— WORK REQUEST —
Return, exactly and in full, the lines of the records below starting at the one with "if let Some(styles)" and ending at the one with "section label on", and no other lines.

— EXTRACTED ENTRIES —
_ _ _ _ _

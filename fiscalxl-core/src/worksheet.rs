//! A worksheet part that can be edited without disturbing what it does not touch.
//!
//! The part is split into the bytes before the rows (everything up to and
//! including `<sheetData>`), the rows, and the bytes after them (merged
//! cells, conditional formats, data validations, page setup...). Rows and
//! cells remember the byte range they were read from; serialising writes
//! those ranges back verbatim and only regenerates what was edited.

use std::collections::{BTreeMap, HashMap};
use std::ops::Range;
use std::str::FromStr;

use chrono::NaiveDate;
use quick_xml::escape::escape;
use quick_xml::events::{BytesStart, Event};
use quick_xml::{Reader, Writer};
use tracing::debug;

use crate::cell::{date_to_serial, format_number, parse_number, CellValue, InternedString};
use crate::error::{FiscalxlError, Result};
use crate::formula::translate_formula;
use crate::style::{prefix_of, qualified, with_attribute};
use crate::utils::{column_to_letter, coordinate_from_row_col, parse_coordinate_bytes, parse_u32_bytes};

/// How a cell takes part in a shared formula group.
#[derive(Clone, Copy, Debug, PartialEq, Eq)]
enum SharedRole {
    Master(u32),
    Dependent(u32),
}

#[derive(Clone, Debug)]
struct Cell {
    style: u32,
    value: CellValue,
    /// Source bytes of an untouched cell.
    raw: Option<Range<usize>>,
    shared: Option<SharedRole>,
}

#[derive(Clone, Debug, Default)]
struct Row {
    /// Source bytes of an untouched row.
    raw: Option<Range<usize>>,
    /// Row attributes other than `r` and `spans`, values still escaped.
    attributes: Vec<(String, String)>,
    cells: BTreeMap<u32, Cell>,
}

/// A parsed worksheet part.
#[derive(Debug)]
pub struct Worksheet {
    source: Vec<u8>,
    prefix: String,
    /// Source bytes up to the first row.
    head: Range<usize>,
    /// Source bytes from `</sheetData>` to the end.
    tail: Range<usize>,
    /// The part had `<sheetData/>`; its tags must be written out in full.
    collapsed: bool,
    dimension: Option<(Range<usize>, BytesStart<'static>)>,
    rows: BTreeMap<u32, Row>,
    modified: bool,
}

#[derive(Default)]
struct CellBuilder {
    start: usize,
    row: u32,
    column: u32,
    has_reference: bool,
    style: u32,
    kind: Vec<u8>,
    value_text: String,
    inline_text: String,
    formula: Option<String>,
    shared_index: Option<u32>,
}
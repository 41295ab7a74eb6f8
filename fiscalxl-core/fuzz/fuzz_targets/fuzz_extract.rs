#![no_main]

//! Fuzz target for invoice extraction.
//!
//! Arbitrary bytes go through the element-tree parser and the extractor.
//! Neither may panic, and every record must come from a detail carrying an
//! IBSCBS block, so `value_source` is either empty or the vBC marker.

use libfuzzer_sys::fuzz_target;
use fiscalxl_core::{extract, extract_document, ingest, VALUE_SOURCE_TAG};

fuzz_target!(|data: &[u8]| {
    let items = extract(data, "fuzz.xml");
    for item in &items {
        assert_eq!(item.source_file, "fuzz.xml");
        assert!(item.value_source.is_empty() || item.value_source == VALUE_SOURCE_TAG);
        assert_eq!(item.value_source.is_empty(), item.base_value.is_none());
    }

    match extract_document(data, "fuzz.xml") {
        Ok(found) => assert_eq!(found, items),
        Err(_) => assert!(items.is_empty()),
    }

    // the same bytes as an upload, once as a document and once as an archive
    let report = ingest([("fuzz.xml", data), ("fuzz.zip", data)]);
    assert!(report.records.len() >= items.len());
});
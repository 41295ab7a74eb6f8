//! In-memory fixtures: xlsx templates, invoice documents and ZIP uploads.
#![allow(dead_code)]

use std::io::{Cursor, Read, Write};

use zip::write::SimpleFileOptions;
use zip::{ZipArchive, ZipWriter};

pub const MAIN_NS: &str = "http://schemas.openxmlformats.org/spreadsheetml/2006/main";
pub const REL_NS: &str = "http://schemas.openxmlformats.org/officeDocument/2006/relationships";

pub const HEADERS: [&str; 11] = [
    "Data",
    "Numero",
    "Item/Serviço",
    "cClassTrib",
    "Valor da operação",
    "vIBS",
    "vCBS",
    "arquivo",
    "Fonte do valor",
    "Base IBS",
    "Total tributos",
];

pub const STYLES: &str = r#"<?xml version="1.0" encoding="UTF-8" standalone="yes"?>
<styleSheet xmlns="http://schemas.openxmlformats.org/spreadsheetml/2006/main"><fonts count="2"><font><sz val="11"/><name val="Calibri"/></font><font><b/><sz val="11"/><name val="Calibri"/></font></fonts><fills count="2"><fill><patternFill patternType="none"/></fill><fill><patternFill patternType="gray125"/></fill></fills><borders count="1"><border><left/><right/><top/><bottom/><diagonal/></border></borders><cellStyleXfs count="1"><xf numFmtId="0" fontId="0" fillId="0" borderId="0"/></cellStyleXfs><cellXfs count="4"><xf numFmtId="0" fontId="0" fillId="0" borderId="0" xfId="0"/><xf numFmtId="4" fontId="0" fillId="0" borderId="0" xfId="0" applyNumberFormat="1"/><xf numFmtId="14" fontId="0" fillId="0" borderId="0" xfId="0" applyNumberFormat="1"/><xf numFmtId="0" fontId="1" fillId="0" borderId="0" xfId="0" applyFont="1"/></cellXfs><cellStyles count="1"><cellStyle name="Normal" xfId="0" builtinId="0"/></cellStyles></styleSheet>"#;

/// A one- or two-sheet template package, assembled part by part.
pub struct TemplateBuilder {
    sheets: Vec<(String, String)>,
    shared_strings: Vec<String>,
    styles: Option<String>,
    active_tab: usize,
}

impl TemplateBuilder {
    pub fn new() -> Self {
        Self { sheets: Vec::new(), shared_strings: Vec::new(), styles: Some(STYLES.to_string()), active_tab: 0 }
    }

    pub fn sheet(mut self, name: &str, rows: &str) -> Self {
        self.sheets.push((name.to_string(), rows.to_string()));
        self
    }

    pub fn shared_strings(mut self, strings: &[&str]) -> Self {
        self.shared_strings = strings.iter().map(|s| s.to_string()).collect();
        self
    }

    pub fn without_styles(mut self) -> Self {
        self.styles = None;
        self
    }

    pub fn active_tab(mut self, tab: usize) -> Self {
        self.active_tab = tab;
        self
    }

    pub fn build(self) -> Vec<u8> {
        let mut types = String::from(
            r#"<?xml version="1.0" encoding="UTF-8" standalone="yes"?><Types xmlns="http://schemas.openxmlformats.org/package/2006/content-types"><Default Extension="rels" ContentType="application/vnd.openxmlformats-package.relationships+xml"/><Default Extension="xml" ContentType="application/xml"/><Override PartName="/xl/workbook.xml" ContentType="application/vnd.openxmlformats-officedocument.spreadsheetml.sheet.main+xml"/>"#,
        );
        let mut rels = String::from(
            r#"<?xml version="1.0" encoding="UTF-8" standalone="yes"?><Relationships xmlns="http://schemas.openxmlformats.org/package/2006/relationships">"#,
        );
        let mut sheets_xml = String::new();
        let mut parts: Vec<(String, String)> = Vec::new();

        for (i, (name, rows)) in self.sheets.iter().enumerate() {
            let n = i + 1;
            types.push_str(&format!(
                r#"<Override PartName="/xl/worksheets/sheet{n}.xml" ContentType="application/vnd.openxmlformats-officedocument.spreadsheetml.worksheet+xml"/>"#
            ));
            rels.push_str(&format!(
                r#"<Relationship Id="rId{n}" Type="{REL_NS}/worksheet" Target="worksheets/sheet{n}.xml"/>"#
            ));
            sheets_xml.push_str(&format!(r#"<sheet name="{name}" sheetId="{n}" r:id="rId{n}"/>"#));
            parts.push((
                format!("xl/worksheets/sheet{n}.xml"),
                format!(
                    r#"<?xml version="1.0" encoding="UTF-8" standalone="yes"?>
<worksheet xmlns="{MAIN_NS}" xmlns:r="{REL_NS}"><dimension ref="A1"/><sheetViews><sheetView workbookViewId="0"/></sheetViews><sheetFormatPr defaultRowHeight="15"/><sheetData>{rows}</sheetData><dataValidations count="1"><dataValidation type="list" sqref="D4:D500"><formula1>"000001,200001"</formula1></dataValidation></dataValidations><pageMargins left="0.7" right="0.7" top="0.75" bottom="0.75" header="0.3" footer="0.3"/></worksheet>"#
                ),
            ));
        }

        let mut next_id = self.sheets.len() + 1;
        if !self.shared_strings.is_empty() {
            types.push_str(r#"<Override PartName="/xl/sharedStrings.xml" ContentType="application/vnd.openxmlformats-officedocument.spreadsheetml.sharedStrings+xml"/>"#);
            rels.push_str(&format!(
                r#"<Relationship Id="rId{next_id}" Type="{REL_NS}/sharedStrings" Target="sharedStrings.xml"/>"#
            ));
            next_id += 1;
            let items: String = self.shared_strings.iter().map(|s| format!("<si><t>{s}</t></si>")).collect();
            parts.push((
                "xl/sharedStrings.xml".to_string(),
                format!(
                    r#"<?xml version="1.0" encoding="UTF-8" standalone="yes"?><sst xmlns="{MAIN_NS}" count="{c}" uniqueCount="{c}">{items}</sst>"#,
                    c = self.shared_strings.len()
                ),
            ));
        }
        if let Some(styles) = &self.styles {
            types.push_str(r#"<Override PartName="/xl/styles.xml" ContentType="application/vnd.openxmlformats-officedocument.spreadsheetml.styles+xml"/>"#);
            rels.push_str(&format!(
                r#"<Relationship Id="rId{next_id}" Type="{REL_NS}/styles" Target="styles.xml"/>"#
            ));
            parts.push(("xl/styles.xml".to_string(), styles.clone()));
        }
        types.push_str("</Types>");
        rels.push_str("</Relationships>");

        let workbook = format!(
            r#"<?xml version="1.0" encoding="UTF-8" standalone="yes"?>
<workbook xmlns="{MAIN_NS}" xmlns:r="{REL_NS}"><bookViews><workbookView activeTab="{}"/></bookViews><sheets>{sheets_xml}</sheets><calcPr calcId="191029"/></workbook>"#,
            self.active_tab
        );

        let mut entries = vec![
            ("[Content_Types].xml".to_string(), types),
            (
                "_rels/.rels".to_string(),
                format!(
                    r#"<?xml version="1.0" encoding="UTF-8" standalone="yes"?><Relationships xmlns="http://schemas.openxmlformats.org/package/2006/relationships"><Relationship Id="rId1" Type="{REL_NS}/officeDocument" Target="xl/workbook.xml"/></Relationships>"#
                ),
            ),
            ("xl/workbook.xml".to_string(), workbook),
            ("xl/_rels/workbook.xml.rels".to_string(), rels),
        ];
        entries.extend(parts);
        zip_bytes(&entries.iter().map(|(n, d)| (n.as_str(), d.as_bytes())).collect::<Vec<_>>())
    }
}

/// Inline string cell.
pub fn text(coord: &str, value: &str) -> String {
    format!(r#"<c r="{coord}" t="inlineStr"><is><t>{value}</t></is></c>"#)
}

/// Header cells for `HEADERS`, starting at column A of `row`.
pub fn header_cells(row: u32) -> String {
    HEADERS
        .iter()
        .enumerate()
        .map(|(i, h)| text(&format!("{}{}", (b'A' + i as u8) as char, row), h))
        .collect()
}

/// The reference layout: title on row 1, headers on row 2, a section label on
/// row 3 and a filled model row 4 carrying formats and formulas.
pub fn reference_template() -> Vec<u8> {
    let rows = format!(
        concat!(
            r#"<row r="1">{title}</row>"#,
            r#"<row r="2" s="3" customFormat="1">{headers}</row>"#,
            r#"<row r="3">{section}</row>"#,
            r#"<row r="4" spans="1:11"><c r="A4" s="2"><v>46000</v></c>{number}<c r="E4" s="1"><v>10</v></c><c r="F4" s="1"><v>0.01</v></c><c r="G4" s="1"><v>0.09</v></c>"#,
            r#"<c r="J4" s="1"><f>E4*0.1</f><v>1</v></c><c r="K4" s="1"><f>SUM(F4:G4)+$E$4*0</f><v>0.1</v></c></row>"#
        ),
        title = text("A1", "Apuração IBS/CBS"),
        headers = header_cells(2),
        section = text("A3", "Lançamentos"),
        number = text("B4", "1"),
    );
    TemplateBuilder::new().sheet("Resumo", "").sheet("LANCAMENTOS", &rows).build()
}

pub fn zip_bytes(entries: &[(&str, &[u8])]) -> Vec<u8> {
    let mut zip = ZipWriter::new(Cursor::new(Vec::new()));
    for (name, data) in entries {
        zip.start_file(*name, SimpleFileOptions::default()).unwrap();
        zip.write_all(data).unwrap();
    }
    zip.finish().unwrap().into_inner()
}

/// Every entry of a package as (name, uncompressed bytes), in archive order.
pub fn zip_entries(bytes: &[u8]) -> Vec<(String, Vec<u8>)> {
    let mut archive = ZipArchive::new(Cursor::new(bytes)).unwrap();
    (0..archive.len())
        .map(|i| {
            let mut file = archive.by_index(i).unwrap();
            let mut data = Vec::new();
            file.read_to_end(&mut data).unwrap();
            (file.name().to_string(), data)
        })
        .collect()
}

pub fn zip_entry(bytes: &[u8], name: &str) -> String {
    zip_entries(bytes)
        .into_iter()
        .find(|(n, _)| n == name)
        .map(|(_, data)| String::from_utf8(data).unwrap())
        .unwrap_or_else(|| panic!("no entry {name}"))
}

/// An NF-e document with one detail per `(description, taxed)` pair.
pub fn invoice(number: &str, emitted: &str, details: &[(&str, bool)]) -> String {
    let dets: String = details
        .iter()
        .enumerate()
        .map(|(i, (description, taxed))| {
            let tax = if *taxed {
                format!(
                    "<IBSCBS><CST>000</CST><cClassTrib>000001</cClassTrib><gIBSCBS><vBC>{base}.00</vBC><gIBSUF><pIBSUF>0.10</pIBSUF><vIBSUF>0.10</vIBSUF></gIBSUF><vIBS>0.10</vIBS><gCBS><pCBS>0.90</pCBS><vCBS>0.90</vCBS></gCBS></gIBSCBS></IBSCBS>",
                    base = 100 * (i + 1)
                )
            } else {
                "<ICMS><ICMS00><vICMS>18.00</vICMS></ICMS00></ICMS>".to_string()
            };
            format!(
                r#"<det nItem="{}"><prod><cProd>{}</cProd><xProd>{description}</xProd></prod><imposto>{tax}</imposto></det>"#,
                i + 1,
                i + 1
            )
        })
        .collect();
    format!(
        r#"<?xml version="1.0" encoding="UTF-8"?><nfeProc xmlns="http://www.portalfiscal.inf.br/nfe" versao="4.00"><NFe><infNFe Id="NFe{number}" versao="4.00"><ide><cUF>35</cUF><nNF>{number}</nNF><dhEmi>{emitted}</dhEmi></ide>{dets}<total/></infNFe></NFe></nfeProc>"#
    )
}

_ _ _ _ _

— ANSWER AREA —
        if let Some(styles) = &self.styles {
            types.push_str(r#"<Override PartName="/xl/styles.xml" ContentType="application/vnd.openxmlformats-officedocument.spreadsheetml.styles+xml"/>"#);
            rels.push_str(&format!(
                r#"<Relationship Id="rId{next_id}" Type="{REL_NS}/styles" Target="styles.xml"/>"#
            ));
            parts.push(("xl/styles.xml".to_string(), styles.clone()));
        }
        types.push_str("</Types>");
        rels.push_str("</Relationships>");

        let workbook = format!(
            r#"<?xml version="1.0" encoding="UTF-8" standalone="yes"?>
<workbook xmlns="{MAIN_NS}" xmlns:r="{REL_NS}"><bookViews><workbookView activeTab="{}"/></bookViews><sheets>{sheets_xml}</sheets><calcPr calcId="191029"/></workbook>"#,
            self.active_tab
        );

        let mut entries = vec![
            ("[Content_Types].xml".to_string(), types),
            (
                "_rels/.rels".to_string(),
                format!(
                    r#"<?xml version="1.0" encoding="UTF-8" standalone="yes"?><Relationships xmlns="http://schemas.openxmlformats.org/package/2006/relationships"><Relationship Id="rId1" Type="{REL_NS}/officeDocument" Target="xl/workbook.xml"/></Relationships>"#
                ),
            ),
            ("xl/workbook.xml".to_string(), workbook),
            ("xl/_rels/workbook.xml.rels".to_string(), rels),
        ];
        entries.extend(parts);
        zip_bytes(&entries.iter().map(|(n, d)| (n.as_str(), d.as_bytes())).collect::<Vec<_>>())
    }
}

/// Inline string cell.
pub fn text(coord: &str, value: &str) -> String {
    format!(r#"<c r="{coord}" t="inlineStr"><is><t>{value}</t></is></c>"#)
}

/// Header cells for `HEADERS`, starting at column A of `row`.
pub fn header_cells(row: u32) -> String {
    HEADERS
        .iter()
        .enumerate()
        .map(|(i, h)| text(&format!("{}{}", (b'A' + i as u8) as char, row), h))
        .collect()
}

/// The reference layout: title on row 1, headers on row 2, a section label on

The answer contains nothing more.